I recently stumbled over Arthur Frank’s “The Renewal of Generosity” (ISBN 978-0226260174). Many years ago I read and was hugely impressed by his “The Wounded Storyteller”. It’s a great small book which is an important contribution to the struggle to create a better way of practising medicine in the 21st century. Doctors and patients are increasingly demoralised by the reduction of health care to technical procedures and the delivery of products (what Dan Siegel describes as “diagnose and drug” in his analysis of contemporary psychiatry). The everyday, subjective experiences of both patients and doctors are dismissed as irrelevant in the pursuit of measurement, targets and throughputs. Isn’t it some kind of indictment of our current health care that he can say this on page one –
My conviction is that at the start of the 21st century the foremost task of responding to illness and disability is not devising new treatments, though I’m grateful this work will proceed. Our challenge is to increase the generosity with which we offer the medical skill that has been attained.
That’s the word which really struck me – generosity. I think a lot about compassion and its central place in good health care, but I’ve not really considered the work generosity. It’s such a good word. Somehow it not only encompasses compassion but it contains within it a sense of enlarging life – my own life, and the lives of others to whom I am generous. It’s a welcoming, loving, life growing word. It’s a good word to bear in mind when considering “how to live”, how to find happiness and how to create well-being.
His key theme in this book is to weave together the teachings of ancient Stoicism (a much misrepresented classical philosophy I believe), with the case for dialogue. He primarily draws on the writings of the Stoics, of Levinas and Bakhtin.
The practice of medicine is a relationship between two people. What are we to call these two people? As a doctor, I’m fairly comfortable with the term, “patient”, but it bothers me that it seems to imply something passive, expecting the ill person to just be treated, and that contains the seeds of objectification – treating people not as people, seeing them as instances of disease, instead of persons who suffer. I hate the word “client”. It’s laden with commercialism and contractualism for me. However, Frank pulls a different set of words out of the bag and they hit me between the eyes –
The renewal of generosity will be hastened if participants in medical relationships think of themselves not (at least not only) as patients and professionals, much less as consumers and providers, but as guests and hosts.
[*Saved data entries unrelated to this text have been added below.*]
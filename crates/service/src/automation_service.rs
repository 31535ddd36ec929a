//! Auto-apply rules: CRUD, pause/resume and "run now".
use uuid::Uuid;
use chrono::{Utc, Timelike, DateTime};
use sea_orm::{
    ActiveModelTrait, ColumnTrait, ConnectionTrait, DatabaseConnection, EntityTrait, ModelTrait,
    PaginatorTrait, QueryFilter, QueryOrder, QuerySelect, Set, TransactionTrait,
};
use serde::{Deserialize, Serialize};
use tracing::{info, instrument};

use models::automation::{self, AutomationStatus, NewAutomation, DEFAULT_DAILY_LIMIT};
use models::job;
use models::user_job::{self, ApplicationStatus};
use crate::application_service::ApplicationWithJob;
use crate::errors::ServiceError;
use crate::pagination::{Pagination, AUTOMATION_JOBS_DEFAULT_LIMIT, AUTOMATION_JOBS_MAX_LIMIT};

const UNTITLED: &str = "Untitled automation";

#[derive(Debug, Clone, Default, Deserialize)]
pub struct AutomationInput {
    pub name: Option<String>,
    pub target_titles: Option<String>,
    pub locations: Option<String>,
    pub daily_limit: Option<i32>,
    #[serde(default)]
    pub platforms: Vec<String>,
    pub cover_letter_template: Option<String>,
}

#[derive(Debug, Clone, Default, Deserialize)]
pub struct AutomationUpdate {
    pub name: Option<String>,
    pub target_titles: Option<String>,
    pub locations: Option<String>,
    pub daily_limit: Option<i32>,
    pub platforms: Option<Vec<String>>,
    pub cover_letter_template: Option<String>,
    pub status: Option<AutomationStatus>,
}

#[derive(Debug, Clone, Serialize)]
pub struct AutomationView {
    #[serde(flatten)]
    pub automation: automation::Model,
    pub applications_today: u64,
}

#[derive(Debug, Clone, PartialEq, Eq, Serialize)]
pub struct RunResult {
    pub applied_count: u64,
    pub limit_reached: bool,
    pub message: String,
    pub applications_today: u64,
}

/// 00:00 UTC of the day containing `now`.
pub fn start_of_day(now: DateTime<Utc>) -> DateTime<Utc> {
    now.with_hour(0)
        .and_then(|t| t.with_minute(0))
        .and_then(|t| t.with_second(0))
        .and_then(|t| t.with_nanosecond(0))
        .unwrap_or(now)
}

/// Submitted applications driven by the automation since 00:00 UTC.
pub async fn applications_today<C: ConnectionTrait>(db: &C, automation_id: Uuid) -> Result<u64, ServiceError> {
    let since = start_of_day(Utc::now());
    Ok(user_job::Entity::find()
        .filter(user_job::Column::AutomationId.eq(automation_id))
        .filter(user_job::Column::Status.eq(ApplicationStatus::Submitted.as_str()))
        .filter(user_job::Column::AppliedAt.gte(since))
        .count(db)
        .await?)
}

async fn view<C: ConnectionTrait>(db: &C, automation: automation::Model) -> Result<AutomationView, ServiceError> {
    let applications_today = applications_today(db, automation.id).await?;
    Ok(AutomationView { automation, applications_today })
}

async fn owned<C: ConnectionTrait>(db: &C, user_id: Uuid, id: Uuid) -> Result<automation::Model, ServiceError> {
    automation::Entity::find_by_id(id)
        .filter(automation::Column::UserId.eq(user_id))
        .one(db)
        .await?
        .ok_or_else(|| ServiceError::not_found("automation"))
}

pub async fn list(db: &DatabaseConnection, user_id: Uuid) -> Result<Vec<AutomationView>, ServiceError> {
    let rows = automation::Entity::find()
        .filter(automation::Column::UserId.eq(user_id))
        .order_by_desc(automation::Column::CreatedAt)
        .all(db)
        .await?;
    let mut out = Vec::with_capacity(rows.len());
    for a in rows {
        out.push(view(db, a).await?);
    }
    Ok(out)
}

pub async fn get(db: &DatabaseConnection, user_id: Uuid, id: Uuid) -> Result<AutomationView, ServiceError> {
    let a = owned(db, user_id, id).await?;
    view(db, a).await
}

/// New automations start paused; the per-user cap comes from site settings.
#[instrument(skip(db, input))]
pub async fn create(db: &DatabaseConnection, user_id: Uuid, input: AutomationInput) -> Result<AutomationView, ServiceError> {
    let cap = crate::site_settings_service::get_or_create(db).await?.max_automations_per_user;
    let owned_count = automation::Entity::find()
        .filter(automation::Column::UserId.eq(user_id))
        .count(db)
        .await?;
    if owned_count >= cap.max(0) as u64 {
        return Err(ServiceError::Validation(format!(
            "Maximum automations ({cap}) reached. Delete an existing automation to create a new one."
        )));
    }
    let name = input
        .name
        .filter(|n| !n.trim().is_empty())
        .unwrap_or_else(|| UNTITLED.to_string());
    let am = NewAutomation {
        user_id,
        name,
        target_titles: input.target_titles,
        locations: input.locations,
        daily_limit: input.daily_limit,
        platforms: input.platforms,
        cover_letter_template: input.cover_letter_template,
        status: AutomationStatus::Paused,
        total_applied: 0,
    }
    .into_active_model()?;
    let created = am.insert(db).await?;
    info!(automation_id = %created.id, "automation_created");
    view(db, created).await
}

#[instrument(skip(db, input))]
pub async fn update(db: &DatabaseConnection, user_id: Uuid, id: Uuid, input: AutomationUpdate) -> Result<AutomationView, ServiceError> {
    let existing = owned(db, user_id, id).await?;
    let mut am: automation::ActiveModel = existing.into();
    if let Some(name) = input.name {
        automation::validate_name(&name)?;
        am.name = Set(name.trim().to_string());
    }
    if let Some(v) = input.target_titles {
        am.target_titles = Set(Some(v));
    }
    if let Some(v) = input.locations {
        am.locations = Set(Some(v));
    }
    if let Some(limit) = input.daily_limit {
        automation::validate_daily_limit(limit)?;
        am.daily_limit = Set(limit);
    }
    if let Some(p) = input.platforms {
        am.platforms = Set(automation::platforms_to_json(&p));
    }
    if let Some(v) = input.cover_letter_template {
        am.cover_letter_template = Set(Some(v));
    }
    if let Some(st) = input.status {
        am.status = Set(st.as_str().to_string());
    }
    am.updated_at = Set(Utc::now().into());
    let saved = am.update(db).await?;
    view(db, saved).await
}

#[instrument(skip(db))]
pub async fn delete(db: &DatabaseConnection, user_id: Uuid, id: Uuid) -> Result<(), ServiceError> {
    owned(db, user_id, id).await?.delete(db).await?;
    info!(automation_id = %id, "automation_deleted");
    Ok(())
}

#[instrument(skip(db))]
pub async fn set_status(db: &DatabaseConnection, user_id: Uuid, id: Uuid, status: AutomationStatus) -> Result<AutomationView, ServiceError> {
    let mut am: automation::ActiveModel = owned(db, user_id, id).await?.into();
    am.status = Set(status.as_str().to_string());
    am.updated_at = Set(Utc::now().into());
    let saved = am.update(db).await?;
    info!(automation_id = %id, status = %status, "automation_status_changed");
    view(db, saved).await
}

pub async fn pause(db: &DatabaseConnection, user_id: Uuid, id: Uuid) -> Result<AutomationView, ServiceError> {
    set_status(db, user_id, id, AutomationStatus::Paused).await
}

pub async fn resume(db: &DatabaseConnection, user_id: Uuid, id: Uuid) -> Result<AutomationView, ServiceError> {
    set_status(db, user_id, id, AutomationStatus::Running).await
}

/// Free slots left today under `daily_limit`.
pub fn slots_left(applications_today: u64, daily_limit: i32) -> u64 {
    (daily_limit.max(0) as u64).saturating_sub(applications_today)
}

/// Summary shown to the user after a run that applied to `applied` jobs.
pub fn run_message(applied: u64, slots_left: u64, limit_reached: bool) -> String {
    if applied == 0 {
        return "No similar jobs available to apply to.".to_string();
    }
    if applied < slots_left {
        return format!("Applied to {applied} job(s) (only {applied} similar job(s) available).");
    }
    let mut msg = format!("Applied to {applied} job(s).");
    if limit_reached {
        msg.push_str(" Daily limit exceeded.");
    }
    msg
}

/// Apply to matching jobs up to the remaining daily slots, in one transaction.
#[instrument(skip(db))]
pub async fn run(db: &DatabaseConnection, user_id: Uuid, id: Uuid) -> Result<RunResult, ServiceError> {
    let txn = db.begin().await?;
    let auto = owned(&txn, user_id, id).await?;
    let today = applications_today(&txn, auto.id).await?;
    let daily_limit = if auto.daily_limit > 0 { auto.daily_limit } else { DEFAULT_DAILY_LIMIT };
    let slots = slots_left(today, daily_limit);

    if slots == 0 {
        txn.commit().await?;
        return Ok(RunResult {
            applied_count: 0,
            limit_reached: true,
            message: format!("Daily limit exceeded ({today}/{daily_limit})."),
            applications_today: today,
        });
    }

    let matches = crate::job_service::find_matching_jobs(
        &txn,
        user_id,
        &auto.title_keywords(),
        &auto.location_terms(),
        slots,
    )
    .await?;
    let job_ids: Vec<Uuid> = matches.iter().map(|j| j.id).collect();
    let applied = if job_ids.is_empty() {
        0
    } else {
        crate::application_service::apply_to_jobs(&txn, user_id, &job_ids, auto.id).await?.len() as u64
    };

    if applied > 0 {
        let total = auto.total_applied;
        let mut am: automation::ActiveModel = auto.into();
        am.total_applied = Set(total + applied as i32);
        am.updated_at = Set(Utc::now().into());
        am.update(&txn).await?;
    }
    txn.commit().await?;

    let applications_today = today + applied;
    let limit_reached = applied > 0 && applications_today >= daily_limit as u64;
    info!(automation_id = %id, applied, applications_today, limit_reached, "automation_run");
    Ok(RunResult {
        applied_count: applied,
        limit_reached,
        message: run_message(applied, slots, limit_reached),
        applications_today,
    })
}

/// Applications created by this automation, newest first.
pub async fn list_jobs(db: &DatabaseConnection, user_id: Uuid, id: Uuid, page: Pagination) -> Result<Vec<ApplicationWithJob>, ServiceError> {
    owned(db, user_id, id).await?;
    let (skip, limit) = page.normalize(AUTOMATION_JOBS_DEFAULT_LIMIT, AUTOMATION_JOBS_MAX_LIMIT);
    let rows = user_job::Entity::find()
        .find_also_related(job::Entity)
        .filter(user_job::Column::UserId.eq(user_id))
        .filter(user_job::Column::AutomationId.eq(id))
        .order_by_desc(user_job::Column::AppliedAt)
        .order_by_desc(user_job::Column::CreatedAt)
        .offset(skip)
        .limit(limit)
        .all(db)
        .await?;
    Ok(rows.into_iter().map(ApplicationWithJob::from).collect())
}

#[cfg(test)]
mod tests {
    use super::*;
    use crate::test_support::{get_db, make_job, make_user};

    #[test]
    fn messages_cover_each_outcome() {
        assert_eq!(run_message(0, 5, false), "No similar jobs available to apply to.");
        assert_eq!(run_message(2, 5, false), "Applied to 2 job(s) (only 2 similar job(s) available).");
        assert_eq!(run_message(5, 5, true), "Applied to 5 job(s). Daily limit exceeded.");
        assert_eq!(run_message(5, 5, false), "Applied to 5 job(s).");
    }

    #[test]
    fn slots_never_underflow() {
        assert_eq!(slots_left(3, 25), 22);
        assert_eq!(slots_left(30, 25), 0);
        assert_eq!(slots_left(0, 0), 0);
    }

    #[test]
    fn day_starts_at_midnight() {
        let t = start_of_day(Utc::now());
        assert_eq!((t.hour(), t.minute(), t.second(), t.nanosecond()), (0, 0, 0, 0));
    }

    #[tokio::test]
    async fn run_applies_until_limit() -> Result<(), anyhow::Error> {
        let Some(db) = get_db().await else { return Ok(()) };
        let u = make_user(&db, None).await?;
        let marker = Uuid::new_v4().simple().to_string();
        for _ in 0..3 {
            make_job(&db, &format!("Auto {marker} Dev"), "Lisbon").await?;
        }

        let input = AutomationInput {
            name: None,
            target_titles: Some(format!(" {marker} , nothing-else")),
            locations: Some("lisbon".into()),
            daily_limit: Some(2),
            ..Default::default()
        };
        let created = create(&db, u.id, input).await?;
        assert_eq!(created.automation.name, "Untitled automation");
        assert_eq!(created.automation.status, "paused");
        assert_eq!(created.applications_today, 0);

        let first = run(&db, u.id, created.automation.id).await?;
        assert_eq!(first.applied_count, 2);
        assert!(first.limit_reached);
        assert_eq!(first.message, "Applied to 2 job(s). Daily limit exceeded.");

        let second = run(&db, u.id, created.automation.id).await?;
        assert_eq!(second.applied_count, 0);
        assert_eq!(second.message, "Daily limit exceeded (2/2).");

        let bumped = update(&db, u.id, created.automation.id, AutomationUpdate { daily_limit: Some(10), ..Default::default() }).await?;
        assert_eq!(bumped.automation.total_applied, 2);
        let third = run(&db, u.id, created.automation.id).await?;
        assert_eq!(third.applied_count, 1);
        assert_eq!(third.message, "Applied to 1 job(s) (only 1 similar job(s) available).");

        let jobs = list_jobs(&db, u.id, created.automation.id, Pagination::default()).await?;
        assert_eq!(jobs.len(), 3);
        assert!(jobs.iter().all(|a| a.application.status == "submitted"));

        let resumed = resume(&db, u.id, created.automation.id).await?;
        assert_eq!(resumed.automation.status, "running");
        assert_eq!(resumed.applications_today, 3);

        let other = make_user(&db, None).await?;
        assert!(matches!(get(&db, other.id, created.automation.id).await, Err(ServiceError::NotFound(_))));
        delete(&db, u.id, created.automation.id).await?;
        Ok(())
    }

    #[tokio::test]
    async fn create_stops_at_site_cap() -> Result<(), anyhow::Error> {
        let Some(db) = get_db().await else { return Ok(()) };
        let u = make_user(&db, None).await?;
        let cap = crate::site_settings_service::get_or_create(&db).await?.max_automations_per_user;
        for i in 0..cap {
            create(&db, u.id, AutomationInput { name: Some(format!("Rule {i}")), ..Default::default() }).await?;
        }
        match create(&db, u.id, AutomationInput::default()).await {
            Err(ServiceError::Validation(msg)) => assert_eq!(
                msg,
                format!("Maximum automations ({cap}) reached. Delete an existing automation to create a new one.")
            ),
            other => panic!("expected the cap to be enforced, got {other:?}"),
        }
        assert_eq!(list(&db, u.id).await?.len() as i32, cap);

        // deleting one frees a slot
        let first = list(&db, u.id).await?.remove(0);
        delete(&db, u.id, first.automation.id).await?;
        create(&db, u.id, AutomationInput::default()).await?;
        Ok(())
    }
}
Guests and hosts! He elaborates and explains, but I won’t share that here. Just think about this idea for a moment. I’ve never encountered it anywhere else. Wonderful.
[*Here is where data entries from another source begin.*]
use axum::{extract::State, http::StatusCode, Extension, Json};
use axum_extra::extract::WithRejection;
use serde::Deserialize;

use common::types::Message;
use service::settings_service::{self, AccountUpdate, SettingsView};

use crate::errors::JsonApiError;
use crate::extract::ApiJson;
use super::auth::{CurrentUser, ServerState};

#[derive(Debug, Deserialize)]
pub struct EmailChange {
    pub email: String,
}

#[derive(Debug, Deserialize)]
pub struct PasswordChange {
    pub current_password: String,
    pub new_password: String,
}

#[derive(Debug, Deserialize)]
pub struct DeleteConfirmation {
    pub confirmation: String,
}

#[utoipa::path(get, path = "/api/v1/settings", tag = "settings", responses((status = 200, description = "Account settings")))]
pub async fn get(State(state): State<ServerState>, Extension(CurrentUser(user)): Extension<CurrentUser>) -> Result<Json<SettingsView>, JsonApiError> {
    Ok(Json(settings_service::get(&state.db, user.id).await?))
}

#[utoipa::path(patch, path = "/api/v1/settings/account", tag = "settings", responses((status = 200, description = "Updated"), (status = 409, description = "Username taken")))]
pub async fn update_account(
    State(state): State<ServerState>,
    Extension(CurrentUser(user)): Extension<CurrentUser>,
    WithRejection(Json(input), _): ApiJson<AccountUpdate>,
) -> Result<Json<SettingsView>, JsonApiError> {
    Ok(Json(settings_service::update_account(&state.db, user.id, input).await?))
}

#[utoipa::path(post, path = "/api/v1/settings/email", tag = "settings", responses((status = 200, description = "Updated"), (status = 409, description = "Email in use")))]
pub async fn update_email(
    State(state): State<ServerState>,
    Extension(CurrentUser(user)): Extension<CurrentUser>,
    WithRejection(Json(input), _): ApiJson<EmailChange>,
) -> Result<Json<SettingsView>, JsonApiError> {
    Ok(Json(settings_service::update_email(&state.db, user.id, &input.email).await?))
}

#[utoipa::path(post, path = "/api/v1/settings/password", tag = "settings", responses((status = 200, description = "Changed"), (status = 400, description = "Current password is incorrect")))]
pub async fn change_password(
    State(state): State<ServerState>,
    Extension(CurrentUser(user)): Extension<CurrentUser>,
    WithRejection(Json(input), _): ApiJson<PasswordChange>,
) -> Result<Json<Message>, JsonApiError> {
    settings_service::change_password(&state.db, user.id, &input.current_password, &input.new_password).await?;
    Ok(Json(Message::new("Password updated.")))
}

#[utoipa::path(post, path = "/api/v1/settings/2fa", tag = "settings", responses((status = 200, description = "Enabled")))]
pub async fn enable_2fa(State(state): State<ServerState>, Extension(CurrentUser(user)): Extension<CurrentUser>) -> Result<Json<SettingsView>, JsonApiError> {
    Ok(Json(settings_service::enable_2fa(&state.db, user.id).await?))
}

#[utoipa::path(delete, path = "/api/v1/settings/account", tag = "settings", responses((status = 204, description = "Account deactivated"), (status = 400, description = "Wrong confirmation")))]
pub async fn delete_account(
    State(state): State<ServerState>,
    Extension(CurrentUser(user)): Extension<CurrentUser>,
    WithRejection(Json(input), _): ApiJson<DeleteConfirmation>,
) -> Result<StatusCode, JsonApiError> {
    settings_service::delete_account(&state.db, user.id, &input.confirmation).await?;
    Ok(StatusCode::NO_CONTENT)
}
I love so much of what he has to say about the importance of dialogue –
Dialogue suggests that the world is co-experienced by two of more people. Each one’s perspective is necessarily partial, and each needs to gain a more adequate sense of the world by sharing perspectives.
I wrote about that from a neuroscience perspective recently here.
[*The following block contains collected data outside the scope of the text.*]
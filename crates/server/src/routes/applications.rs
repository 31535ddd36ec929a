use axum::{
    extract::{Path, Query, State},
    http::StatusCode,
    Extension, Json,
};
use axum_extra::extract::WithRejection;
use serde::Deserialize;
use uuid::Uuid;

use service::application_service::{self, ApplicationUpdate, ApplicationWithJob, NewApplication};
use service::pagination::Pagination;

use crate::errors::JsonApiError;
use crate::extract::{ApiJson, ApiPath, ApiQuery};
use super::auth::{CurrentUser, ServerState};

#[derive(Debug, Default, Deserialize)]
pub struct ApplicationsQuery {
    pub status: Option<String>,
    pub skip: Option<i64>,
    pub limit: Option<i64>,
}

#[utoipa::path(get, path = "/api/v1/applications", tag = "applications", responses((status = 200, description = "Applications with their job")))]
pub async fn list(
    State(state): State<ServerState>,
    Extension(CurrentUser(user)): Extension<CurrentUser>,
    WithRejection(Query(q), _): ApiQuery<ApplicationsQuery>,
) -> Result<Json<Vec<ApplicationWithJob>>, JsonApiError> {
    let page = Pagination::new(q.skip, q.limit);
    Ok(Json(application_service::list(&state.db, user.id, q.status.as_deref(), page).await?))
}

#[utoipa::path(post, path = "/api/v1/applications", tag = "applications", responses((status = 201, description = "Created"), (status = 404, description = "Job not found")))]
pub async fn create(
    State(state): State<ServerState>,
    Extension(CurrentUser(user)): Extension<CurrentUser>,
    WithRejection(Json(input), _): ApiJson<NewApplication>,
) -> Result<(StatusCode, Json<ApplicationWithJob>), JsonApiError> {
    let created = application_service::create(&state.db, user.id, input).await?;
    Ok((StatusCode::CREATED, Json(created)))
}

#[utoipa::path(get, path = "/api/v1/applications/{id}", tag = "applications", responses((status = 200, description = "Application"), (status = 404, description = "Not found")))]
pub async fn get(
    State(state): State<ServerState>,
    Extension(CurrentUser(user)): Extension<CurrentUser>,
    WithRejection(Path(id), _): ApiPath<Uuid>,
) -> Result<Json<ApplicationWithJob>, JsonApiError> {
    Ok(Json(application_service::get(&state.db, user.id, id).await?))
}

#[utoipa::path(put, path = "/api/v1/applications/{id}", tag = "applications", responses((status = 200, description = "Updated"), (status = 404, description = "Not found")))]
pub async fn update(
    State(state): State<ServerState>,
    Extension(CurrentUser(user)): Extension<CurrentUser>,
    WithRejection(Path(id), _): ApiPath<Uuid>,
    WithRejection(Json(input), _): ApiJson<ApplicationUpdate>,
) -> Result<Json<ApplicationWithJob>, JsonApiError> {
    Ok(Json(application_service::update(&state.db, user.id, id, input).await?))
}

#[utoipa::path(delete, path = "/api/v1/applications/{id}", tag = "applications", responses((status = 204, description = "Deleted"), (status = 404, description = "Not found")))]
pub async fn delete(
    State(state): State<ServerState>,
    Extension(CurrentUser(user)): Extension<CurrentUser>,
    WithRejection(Path(id), _): ApiPath<Uuid>,
) -> Result<StatusCode, JsonApiError> {
    application_service::delete(&state.db, user.id, id).await?;
    Ok(StatusCode::NO_CONTENT)
}

#[utoipa::path(post, path = "/api/v1/applications/{id}/submit", tag = "applications", responses((status = 200, description = "Submitted"), (status = 404, description = "Not found")))]
pub async fn submit(
    State(state): State<ServerState>,
    Extension(CurrentUser(user)): Extension<CurrentUser>,
    WithRejection(Path(id), _): ApiPath<Uuid>,
) -> Result<Json<ApplicationWithJob>, JsonApiError> {
    Ok(Json(application_service::submit(&state.db, user.id, id).await?))
}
The enlarging of perspective, or, in the other words, the attempt to see a more full picture demands dialogue. It prevents us from dismissing others through judgement and classification.
…no final, finalising discourse that defines anything once and forever. No last word can be said about this you, whose horizons of possibility remain open.
“whose horizons of possibility remain open”……how often do we forget that? How often do we squash hope with the illusion of certainty? How often do we practice as if we know exactly what a treatment will bring about for the person undergoing it? Having open horizons of possibility is a characteristic of healthy living.
We have other good reasons for dialogue apart from sharing our perspectives to gain a fuller picture. We use dialogue to value the other.
…the moral demand of dialogue is that each grant equal authority to the other’s voice……it’s being willing to allow their voice to count as much as yours
[doctors] are taught monological medicine: the doctor is the one cognitive subject in the consulting room, and the patient is an object for that cognition.
Identification with others requires giving up monologue.
The other element which we have to consider when we focus on dialogue is the other part of the doctor-patient (or host-guest) relationship – the carer. I think our system of medicine dismisses this almost entirely. The focus on “randomised controlled trials” is a focus on the statistics of groups. Once a drug or treatment is “proven” it seems to be irrelevant who delivers it, or how. Yet that’s not our experience when we are ill. Who the doctors and nurses are is important to us. How they talk, how they listen, how they treat and care for us. The idea that its the treatment which is important and the not the person administering it seems inhuman to me.
We can keep the question before us: what do they think about how I am imagining them? and we can believe that what they think matters.
We should honour patients’ stories, not dismiss them as “subjective” or “anecdotes”. They matter.
Finally,
…the person who we see ourselves revealed to be is seen most fully in others’ responses to us
Isn’t that so true? What have you seen of yourself in others responses to you today?